To assess the viability and function of human sperm in electrolyte-free cold preservation.

DESIGN

Prospective comparative study.

SETTING

Andrology laboratory of our hospital.

PATIENT(S): Ten semen samples obtained from patients attending our infertility clinic.

INTERVENTION(S): Ejaculated sperm were washed using the electrolyte-free Percoll gradient and were then preserved in 0.33 M glucose solution, 0.16 M NaCl solution, 0.16 M KCl solution at 4 degrees C for 4 weeks. As a control, TEST (TES and Tris) yolk buffer (TYB) was added to the ejaculated semen and preserved at 4 degrees C.

MAIN OUTCOME MEASURE(S): Sperm tail morphology, motility, viability (eosin-Y stain), and the concentration of adenosine triphosphate (ATP) were analyzed.

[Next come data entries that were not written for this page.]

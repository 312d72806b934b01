//! Day One entry index used to resolve links between entries
//!
//! Day One exports reference other entries with `dayone2://view?Id=<uuid>`
//! links. The index remembers, per uuid, which journal the entry was
//! imported into and when it was written, so those links can be rewritten
//! into cross-journal references.

use chrono::{DateTime, FixedOffset, Utc};
use regex::{Captures, Regex};
use std::collections::BTreeMap;
use std::sync::OnceLock;

fn link_regex() -> &'static Regex {
    static REGEX: OnceLock<Regex> = OnceLock::new();
    REGEX.get_or_init(|| Regex::new(r"\[([^\]]*)\]\(dayone2://view\?Id=([^)\s]+)\)").unwrap())
}

/// What the index knows about one Day One entry
#[derive(Debug, Clone, PartialEq, Eq)]
pub struct IndexedEntry {
    pub uuid: String,
    pub date: DateTime<FixedOffset>,
    pub journal_name: String,
    pub original_journal_name: String,
}

impl IndexedEntry {
    pub fn new(
        uuid: String,
        date: DateTime<FixedOffset>,
        journal_name: String,
        original_journal_name: String,
    ) -> Self {
        IndexedEntry {
            uuid,
            date,
            journal_name,
            original_journal_name,
        }
    }

    /// `[[journal/YYYY/MM/DD|display]]`
    pub fn cross_reference(&self, display: &str) -> String {
        format!(
            "[[{}/{}|{}]]",
            self.journal_name,
            self.date.format("%Y/%m/%d"),
            display
        )
    }
}

/// Result of merging entries into the index
#[derive(Debug, Clone, Copy, PartialEq, Eq)]
pub enum MergeOutcome {
    /// Nothing new; the index was left untouched
    UpToDate,
    /// The index was empty and now holds this many entries
    Created(usize),
    /// This many entries were added to a non-empty index
    Updated(usize),
}

impl MergeOutcome {
    pub fn changed(self) -> bool {
        !matches!(self, MergeOutcome::UpToDate)
    }
}

/// Uuid-keyed entry map plus the time it last changed
#[derive(Debug, Clone, Default, PartialEq, Eq)]
pub struct LinkIndex {
    entries: BTreeMap<String, IndexedEntry>,
    last_modified: Option<DateTime<Utc>>,
}

impl LinkIndex {
    pub fn new() -> Self {
        Self::default()
    }

    pub fn from_parts(
        entries: impl IntoIterator<Item = IndexedEntry>,
        last_modified: Option<DateTime<Utc>>,
    ) -> Self {
        LinkIndex {
            entries: entries
                .into_iter()
                .map(|entry| (entry.uuid.clone(), entry))
                .collect(),
            last_modified,
        }
    }

    pub fn len(&self) -> usize {
        self.entries.len()
    }

    pub fn is_empty(&self) -> bool {
        self.entries.is_empty()
    }

    pub fn get(&self, uuid: &str) -> Option<&IndexedEntry> {
        self.entries.get(uuid)
    }

    pub fn entries(&self) -> impl Iterator<Item = &IndexedEntry> {
        self.entries.values()
    }

    pub fn last_modified(&self) -> Option<DateTime<Utc>> {
        self.last_modified
    }

    /// Add entries whose uuid is not yet indexed. Existing entries are never
    /// overwritten, and `last_modified` only moves when something was added.
    pub fn merge(
        &mut self,
        incoming: impl IntoIterator<Item = IndexedEntry>,
        now: DateTime<Utc>,
    ) -> MergeOutcome {
        let was_empty = self.entries.is_empty();
        let mut added = 0;

        for entry in incoming {
            if self.entries.contains_key(&entry.uuid) {
                continue;
            }
            self.entries.insert(entry.uuid.clone(), entry);
            added += 1;
        }

        if added == 0 {
            return MergeOutcome::UpToDate;
        }

        self.last_modified = Some(now);
        if was_empty {
            MergeOutcome::Created(added)
        } else {
            MergeOutcome::Updated(added)
        }
    }

    pub fn clear(&mut self, now: DateTime<Utc>) {
        self.entries.clear();
        self.last_modified = Some(now);
    }

    /// Whether the index predates `time`
    pub fn is_older_than(&self, time: DateTime<Utc>) -> bool {
        match self.last_modified {
            Some(last_modified) => last_modified < time,
            None => true,
        }
    }
}

/// Rewrite `[text](dayone2://view?Id=<uuid>)` links whose uuid `lookup`
/// knows into cross-journal references. Unknown links are left as they are.
pub fn resolve_links<F>(text: &str, mut lookup: F) -> String
where
    F: FnMut(&str) -> Option<IndexedEntry>,
{
    link_regex()
        .replace_all(text, |caps: &Captures| match lookup(&caps[2]) {
            Some(entry) => entry.cross_reference(&caps[1]),
            None => caps[0].to_string(),
        })
        .into_owned()
}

RESULT(S): The number of sperm with normal tail form and the motility of sperm preserved in glucose solution (electrolyte-free cold preservation) were significantly (P < 0.01) higher for 4 weeks than those of sperm preserved in the other three media. The sperm viability in glucose solution was 75.5%, 65.4%, and 51.3%, after 1, 2, and 4 weeks, respectively. The ATP concentration after 1, 2, and 4 weeks remained 64.2%, 53.0%, and 4.3% of the prestorage value, respectively, in the sperm stored in glucose solution.

CONCLUSION(S): The morphology, motility, viability, and ATP concentration of sperm in electrolyte-free cold preservation were substantially better than those in NaCl solution, KCl solution, or TYB for 2 weeks.